▶ [Aim of the task]: From the listing below, work out the number of lines containing "language" and give that number without comment.

▶ [Record excerpts]:
----

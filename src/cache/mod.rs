//! Semantic response cache keyed by embedding similarity.
//!
//! Lookups embed the query and compare it against stored entries by
//! cosine similarity, so paraphrased repeats of an earlier question can
//! hit without an exact text match. Entries expire by TTL; capacity
//! overflow keeps the most-hit entries, not the most recent ones.

mod embed;

pub use embed::{Embedder, EmbedderConfig, HttpEmbedder};

use chrono::{DateTime, Duration, Utc};
use serde::Serialize;
use std::sync::Arc;

/// Cache tuning knobs.
#[derive(Debug, Clone)]
pub struct CacheConfig {
    /// Minimum cosine similarity for a hit, in `[0, 1]`.
    pub similarity_threshold: f32,
    pub max_entries: usize,
    pub ttl_hours: i64,
}

impl Default for CacheConfig {
    fn default() -> Self {
        Self {
            similarity_threshold: 0.95,
            max_entries: 1000,
            ttl_hours: 24,
        }
    }
}

/// One cached query/response pair.
#[derive(Debug, Clone)]
struct CacheEntry {
    #[allow(dead_code)]
    query: String,
    embedding: Vec<f32>,
    response: String,
    timestamp: DateTime<Utc>,
    hits: u64,
}

/// Snapshot of cache state for analytics.
#[derive(Debug, Clone, Serialize)]
pub struct CacheStats {
    pub size: usize,
    pub max_entries: usize,
    pub total_hits: u64,
    pub avg_hits: f64,
    pub similarity_threshold: f32,
    pub ttl_hours: i64,
    pub enabled: bool,
}

/// Embedding-keyed response cache with TTL and frequency-based eviction.
///
/// Without an embedder the cache is a first-class disabled mode: every
/// `get` misses and every `put` is a no-op. That is configuration, not an
/// error path.
pub struct SemanticCache {
    config: CacheConfig,
    entries: Vec<CacheEntry>,
    embedder: Option<Arc<dyn Embedder>>,
}

impl SemanticCache {
    pub fn new(config: CacheConfig, embedder: Option<Arc<dyn Embedder>>) -> Self {
        if embedder.is_none() {
            tracing::warn!("no embedder configured, semantic cache disabled (always-miss)");
        }
        Self {
            config,
            entries: Vec::new(),
            embedder,
        }
    }

    pub fn enabled(&self) -> bool {
        self.embedder.is_some()
    }

    /// Look up a response for a semantically similar earlier query.
    ///
    /// Expired entries are pruned first; among survivors the highest
    /// similarity at or above the threshold wins and its hit counter is
    /// incremented.
    pub async fn get(&mut self, query: &str) -> Option<String> {
        let embedder = self.embedder.clone()?;
        self.prune();

        let query_embedding = match embedder.embed(query).await {
            Ok(e) => e,
            Err(e) => {
                tracing::debug!("embedding failed, treating as cache miss: {}", e);
                return None;
            }
        };

        let mut best: Option<(usize, f32)> = None;
        for (idx, entry) in self.entries.iter().enumerate() {
            let similarity = cosine_similarity(&query_embedding, &entry.embedding);
            if similarity >= self.config.similarity_threshold
                && best.map_or(true, |(_, s)| similarity > s)
            {
                best = Some((idx, similarity));
            }
        }

        if let Some((idx, similarity)) = best {
            let entry = &mut self.entries[idx];
            entry.hits += 1;
            tracing::info!(
                "semantic cache hit (similarity {:.3}, {} hits)",
                similarity,
                entry.hits
            );
            return Some(entry.response.clone());
        }

        tracing::debug!("semantic cache miss");
        None
    }

    /// Store a response. No deduplication: repeated misses on similar
    /// queries create multiple entries.
    pub async fn put(&mut self, query: &str, response: &str) {
        let Some(embedder) = self.embedder.clone() else {
            return;
        };
        let embedding = match embedder.embed(query).await {
            Ok(e) => e,
            Err(e) => {
                tracing::debug!("embedding failed, skipping cache store: {}", e);
                return;
            }
        };
        self.entries.push(CacheEntry {
            query: query.to_string(),
            embedding,
            response: response.to_string(),
            timestamp: Utc::now(),
            hits: 0,
        });
        self.prune();
        tracing::debug!("cached response ({} entries)", self.entries.len());
    }

    /// Drop expired entries, then enforce capacity keeping the most-hit
    /// entries.
    fn prune(&mut self) {
        let ttl = Duration::hours(self.config.ttl_hours);
        let now = Utc::now();
        self.entries.retain(|e| now - e.timestamp < ttl);

        if self.entries.len() > self.config.max_entries {
            self.entries.sort_by(|a, b| b.hits.cmp(&a.hits));
            self.entries.truncate(self.config.max_entries);
        }
    }

    pub fn stats(&self) -> CacheStats {
        let total_hits: u64 = self.entries.iter().map(|e| e.hits).sum();
        let avg_hits = if self.entries.is_empty() {
            0.0
        } else {
            total_hits as f64 / self.entries.len() as f64
        };
        CacheStats {
            size: self.entries.len(),
            max_entries: self.config.max_entries,
            total_hits,
            avg_hits,
            similarity_threshold: self.config.similarity_threshold,
            ttl_hours: self.config.ttl_hours,
            enabled: self.enabled(),
        }
    }

    pub fn clear(&mut self) {
        self.entries.clear();
        tracing::info!("semantic cache cleared");
    }

    /// Age every entry, standing in for elapsed wall-clock time.
    #[cfg(test)]
    fn age_entries(&mut self, hours: i64) {
        for entry in &mut self.entries {
            entry.timestamp -= Duration::hours(hours);
        }
    }

    /// Set hit counters directly, for eviction-order tests.
    #[cfg(test)]
    fn set_hits(&mut self, hits: &[u64]) {
        for (entry, &h) in self.entries.iter_mut().zip(hits) {
            entry.hits = h;
        }
    }
}

/// Cosine similarity; zero-norm vectors compare as 0 rather than NaN.
fn cosine_similarity(a: &[f32], b: &[f32]) -> f32 {
    let dot: f32 = a.iter().zip(b).map(|(x, y)| x * y).sum();
    let norm_a = a.iter().map(|x| x * x).sum::<f32>().sqrt();
    let norm_b = b.iter().map(|x| x * x).sum::<f32>().sqrt();
    if norm_a == 0.0 || norm_b == 0.0 {
        return 0.0;
    }
    dot / (norm_a * norm_b)
}

#[cfg(test)]
mod tests {
    use super::*;
    use async_trait::async_trait;
    use std::collections::HashMap;

    use crate::error::ProviderError;

    /// Embedder returning canned vectors per query.
    struct StubEmbedder {
        vectors: HashMap<String, Vec<f32>>,
    }

    impl StubEmbedder {
        fn new(pairs: &[(&str, &[f32])]) -> Arc<Self> {
            Arc::new(Self {
                vectors: pairs
                    .iter()
                    .map(|(q, v)| (q.to_string(), v.to_vec()))
                    .collect(),
            })
        }
    }

    #[async_trait]
    impl Embedder for StubEmbedder {
        async fn embed(&self, text: &str) -> Result<Vec<f32>, ProviderError> {
            self.vectors
                .get(text)
                .cloned()
                .ok_or_else(|| ProviderError::Parse(format!("no stub vector for {text:?}")))
        }
    }

    fn cache_with(
        embedder: Arc<StubEmbedder>,
        threshold: f32,
        max_entries: usize,
    ) -> SemanticCache {
        SemanticCache::new(
            CacheConfig {
                similarity_threshold: threshold,
                max_entries,
                ttl_hours: 24,
            },
            Some(embedder),
        )
    }

    #[tokio::test]
    async fn test_identical_query_hits() {
        let embedder = StubEmbedder::new(&[("what is rust", &[1.0, 0.0, 0.0])]);
        let mut cache = cache_with(embedder, 0.95, 10);

        cache.put("what is rust", "a systems language").await;
        let hit = cache.get("what is rust").await;
        assert_eq!(hit.as_deref(), Some("a systems language"));
        assert_eq!(cache.stats().total_hits, 1);
    }

    #[tokio::test]
    async fn test_similar_query_hits_dissimilar_misses() {
        let embedder = StubEmbedder::new(&[
            ("what is rust", &[1.0, 0.0]),
            ("tell me about rust", &[0.999, 0.04]),
            ("pasta recipe", &[0.0, 1.0]),
        ]);
        let mut cache = cache_with(embedder, 0.95, 10);
        cache.put("what is rust", "a systems language").await;

        assert_eq!(
            cache.get("tell me about rust").await.as_deref(),
            Some("a systems language")
        );
        assert_eq!(cache.get("pasta recipe").await, None);
    }

    #[tokio::test]
    async fn test_best_match_wins() {
        let embedder = StubEmbedder::new(&[
            ("a", &[1.0, 0.0]),
            ("b", &[0.98, 0.199]),
            ("query", &[0.999, 0.045]),
        ]);
        let mut cache = cache_with(embedder, 0.9, 10);
        cache.put("b", "response b").await;
        cache.put("a", "response a").await;

        // Both clear the threshold; the higher similarity is returned.
        assert_eq!(cache.get("query").await.as_deref(), Some("response a"));
    }

    #[tokio::test]
    async fn test_expired_entries_never_returned() {
        let embedder = StubEmbedder::new(&[("q", &[1.0, 0.0])]);
        let mut cache = cache_with(embedder, 0.95, 10);
        cache.put("q", "stale").await;
        cache.age_entries(25);

        // Similarity would be 1.0, but the entry is past TTL.
        assert_eq!(cache.get("q").await, None);
        assert_eq!(cache.stats().size, 0);
    }

    #[tokio::test]
    async fn test_capacity_eviction_keeps_most_hit() {
        let embedder = StubEmbedder::new(&[
            ("a", &[1.0, 0.0, 0.0]),
            ("b", &[0.0, 1.0, 0.0]),
            ("c", &[0.0, 0.0, 1.0]),
        ]);
        let mut cache = cache_with(embedder, 0.95, 2);
        cache.put("a", "ra").await;
        cache.put("b", "rb").await;
        cache.set_hits(&[5, 1]);

        // Third entry overflows capacity; the least-hit entry (the fresh
        // zero-hit one) goes.
        cache.put("c", "rc").await;
        assert_eq!(cache.stats().size, 2);
        assert_eq!(cache.get("a").await.as_deref(), Some("ra"));
        assert_eq!(cache.get("b").await.as_deref(), Some("rb"));
        assert_eq!(cache.get("c").await, None);
    }

    #[tokio::test]
    async fn test_no_dedup_on_put() {
        let embedder = StubEmbedder::new(&[("q", &[1.0])]);
        let mut cache = cache_with(embedder, 0.95, 10);
        cache.put("q", "first").await;
        cache.put("q", "second").await;
        assert_eq!(cache.stats().size, 2);
    }

    #[tokio::test]
    async fn test_disabled_mode_misses_and_noops() {
        let mut cache = SemanticCache::new(CacheConfig::default(), None);
        assert!(!cache.enabled());
        cache.put("q", "r").await;
        assert_eq!(cache.get("q").await, None);
        let stats = cache.stats();
        assert_eq!(stats.size, 0);
        assert!(!stats.enabled);
    }

    #[tokio::test]
    async fn test_clear() {
        let embedder = StubEmbedder::new(&[("q", &[1.0])]);
        let mut cache = cache_with(embedder, 0.95, 10);
        cache.put("q", "r").await;
        cache.clear();
        assert_eq!(cache.stats().size, 0);
        assert_eq!(cache.get("q").await, None);
    }

    #[test]
    fn test_cosine_similarity_zero_norm() {
        assert_eq!(cosine_similarity(&[0.0, 0.0], &[1.0, 0.0]), 0.0);
        assert_eq!(cosine_similarity(&[1.0, 0.0], &[0.0, 0.0]), 0.0);
        assert!((cosine_similarity(&[1.0, 0.0], &[1.0, 0.0]) - 1.0).abs() < 1e-6);
        assert!(cosine_similarity(&[1.0, 0.0], &[0.0, 1.0]).abs() < 1e-6);
    }
}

----

▶ [Exercise response]: 4